Hoje, a economia do mar vai muito para além das pescas. A
bioeconomia azul aposta tanto na valorização de novos ativos biológicos e nãobiológicos,
como na circularidade da atividade pesqueira, que tem pela sua frente um caminho de
digitalização e inovação. Infelizmente, permanece difícil reintroduzir resíduos de biomassa na
economia por dificuldades de licenciamento por parte da APA, o que com a vontade política
certa pode ser facilmente desbloqueado.
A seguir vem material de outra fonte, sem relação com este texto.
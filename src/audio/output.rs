use std::sync::Arc;
use std::thread;

use cpal::traits::{DeviceTrait, HostTrait, StreamTrait};
use cpal::{BufferSize, SampleRate, StreamConfig};
use crossbeam_channel::{Receiver, Sender, bounded};
use parking_lot::Mutex;
use tracing::{debug, error};

use super::pump::AudioPump;
use super::{AudioParams, AudioSink, AudioSinkError, AudioSinkOpen};

/// Requested device buffer, in frames per channel.
const DEVICE_BUFFER_FRAMES: u32 = 1024;

enum SinkCtl {
    Pause(bool),
    Close,
}

/// cpal-backed audio sink.
///
/// cpal streams are not `Send` on every platform, so the stream lives on a
/// dedicated thread that owns it for its whole life and takes pause/close
/// requests over a channel.
pub struct CpalAudioSink {
    control: Mutex<Option<Sender<SinkCtl>>>,
}

impl CpalAudioSink {
    pub fn new() -> Self {
        Self {
            control: Mutex::new(None),
        }
    }

    fn run_stream(
        wanted: AudioParams,
        pump: Arc<AudioPump>,
        ready: Sender<Result<AudioSinkOpen, AudioSinkError>>,
        ctl: Receiver<SinkCtl>,
    ) {
        let host = cpal::default_host();
        let Some(device) = host.default_output_device() else {
            let _ = ready.send(Err(AudioSinkError::NoDevice));
            return;
        };
        debug!(device = device.name().unwrap_or_default(), "audio device");

        let config = StreamConfig {
            channels: wanted.channels,
            sample_rate: SampleRate(wanted.freq),
            buffer_size: BufferSize::Fixed(DEVICE_BUFFER_FRAMES),
        };

        let stream = device.build_output_stream(
            &config,
            move |data: &mut [i16], _: &cpal::OutputCallbackInfo| {
                pump.fill(bytemuck::cast_slice_mut(data));
            },
            |err| {
                error!(%err, "audio stream error");
            },
            None,
        );

        let stream = match stream {
            Ok(stream) => stream,
            Err(err) => {
                let _ = ready.send(Err(AudioSinkError::Unsupported(err.to_string())));
                return;
            }
        };

        if let Err(err) = stream.play() {
            let _ = ready.send(Err(AudioSinkError::Device(err.to_string())));
            return;
        }

        let buffer_bytes = DEVICE_BUFFER_FRAMES as usize * wanted.frame_size();
        let _ = ready.send(Ok(AudioSinkOpen {
            params: wanted,
            buffer_bytes,
        }));

        // Park here owning the stream until close.
        while let Ok(msg) = ctl.recv() {
            match msg {
                SinkCtl::Pause(true) => {
                    let _ = stream.pause();
                }
                SinkCtl::Pause(false) => {
                    let _ = stream.play();
                }
                SinkCtl::Close => break,
            }
        }
    }
}

impl Default for CpalAudioSink {
    fn default() -> Self {
        Self::new()
    }
}

impl AudioSink for CpalAudioSink {
    fn open(
        &self,
        wanted: AudioParams,
        pump: Arc<AudioPump>,
    ) -> Result<AudioSinkOpen, AudioSinkError> {
        let (ready_tx, ready_rx) = bounded(1);
        let (ctl_tx, ctl_rx) = bounded(4);

        thread::Builder::new()
            .name("audio-sink".into())
            .spawn(move || Self::run_stream(wanted, pump, ready_tx, ctl_rx))
            .map_err(|e| AudioSinkError::Device(e.to_string()))?;

        let open = ready_rx
            .recv()
            .map_err(|_| AudioSinkError::Device("audio sink thread died".into()))??;

        *self.control.lock() = Some(ctl_tx);
        Ok(open)
    }

    fn pause(&self, paused: bool) {
        if let Some(ctl) = self.control.lock().as_ref() {
            let _ = ctl.send(SinkCtl::Pause(paused));
        }
    }

    fn close(&self) {
        if let Some(ctl) = self.control.lock().take() {
            let _ = ctl.send(SinkCtl::Close);
        }
    }
}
Na aquacultura encontramos também barreiras ao
início da atividade, ainda que este seja uma das fileiras mais promissoras da
bioeconomia azul, devida à elevada procura por pesca sustentável a preços competitivos: entre 2011 e
2021, a aquicultura portuguesa duplicou as suas vendas em quantidade, tendo mais do que
triplicado o seu valor, passando de 53 milhões para 162 milhões de euros.

 

Criar a Plataforma Única de Dados do Mar

Existem inúmeras universidades, portuguesas e estrangeiras,
empresas e institutos públicos, como é o caso do IPMA, a colecionar informação oceanográfica
de alto valor científico e económico que podem ser fulcrais na promoção do cluster
marítimo e na atração de investimento direto estrangeiro. Esta plataforma
também será importante na informação dos decisores públicos na criação de
políticas públicas que promovam uma resposta eficiente e baseada na ciência.
Para isso será fundamental criar uma base de dados de acesso público que reúna e
permita o tratamento dos dados recolhidos por todas estas entidades para que se
possa valorizar os ativos presentes no nosso mar e informar eficientemente
sobre os desafios do nosso território.


Debater a mineração em mar profundo com dados e sem
demagogia

Se conhecermos melhor o nosso mar, estaremos mais preparados
para responder a dilemas como é o caso da mineração de mar profundo, ao qual
muitos dos partidos da Assembleia da República têm respondido com o apoio a uma
moratória assente no princípio da precaução. Mas se o mar pode conter recursos
essenciais à transição energética, não podemos decidir, sem mais dados,
bloquear a sua exploração e muito menos a prospecção até 2050, o ano em que
pretendemos alcançar a neutralidade carbónica. Podemos adotar uma política de
prospeção dos depósitos existentes em colaboração com o conhecimento científico
de modo a entendermos os reais efeitos da sua exploração. Por isso, defenderemos
um debate bem informado que equacione todos os custos e benefícios da exploração
em mar profundo.

Lançar programas de restauro de ecossistemas marítimos e
costais, valorizar os serviços de ecossistemas marinhos

 O mar absorve cerca de 30% do dióxido de carbono da
atmosfera: para Portugal, ele representa muito mais do que isso. A implementação
de um mercado voluntário de carbono trará oportunidades de investimento nos
ecossistemas costais e marítimos. Os hotspots de biodiversidade, sejam estes as
florestas de algas e os prados de erva marinha, representam um enorme potencial
de captura de carbono, sendo mais eficazes ainda que a floresta. Para isso, uma
estratégia de restauro e introdução destes ecossistemas no oceano fará todo o
sentido, passando também pela recuperação das florestas de kelp e macroalgas,
em articulação com ferramentas de financiamento inovadoras como são os mercados
de carbono. Devemos avançar rapidamente para o desenvolvimento de contas de
ecossistemas, como é o caso do Reino Unido ou da Austrália, capazes de quantificar
os benefícios económicos advindos da presença de ecossistemas. Não só estas contas
terão benefícios na atração de créditos de carbono, na gestão sustentável dos
recursos, na elaboração de estratégias de preservação e na monitorização
sistemática de mudanças ambientais, como poderão ajudar a adjudicar disputas em
torno dos usos do mar, sejam estes para a energia, para a pesca ou para a investigação.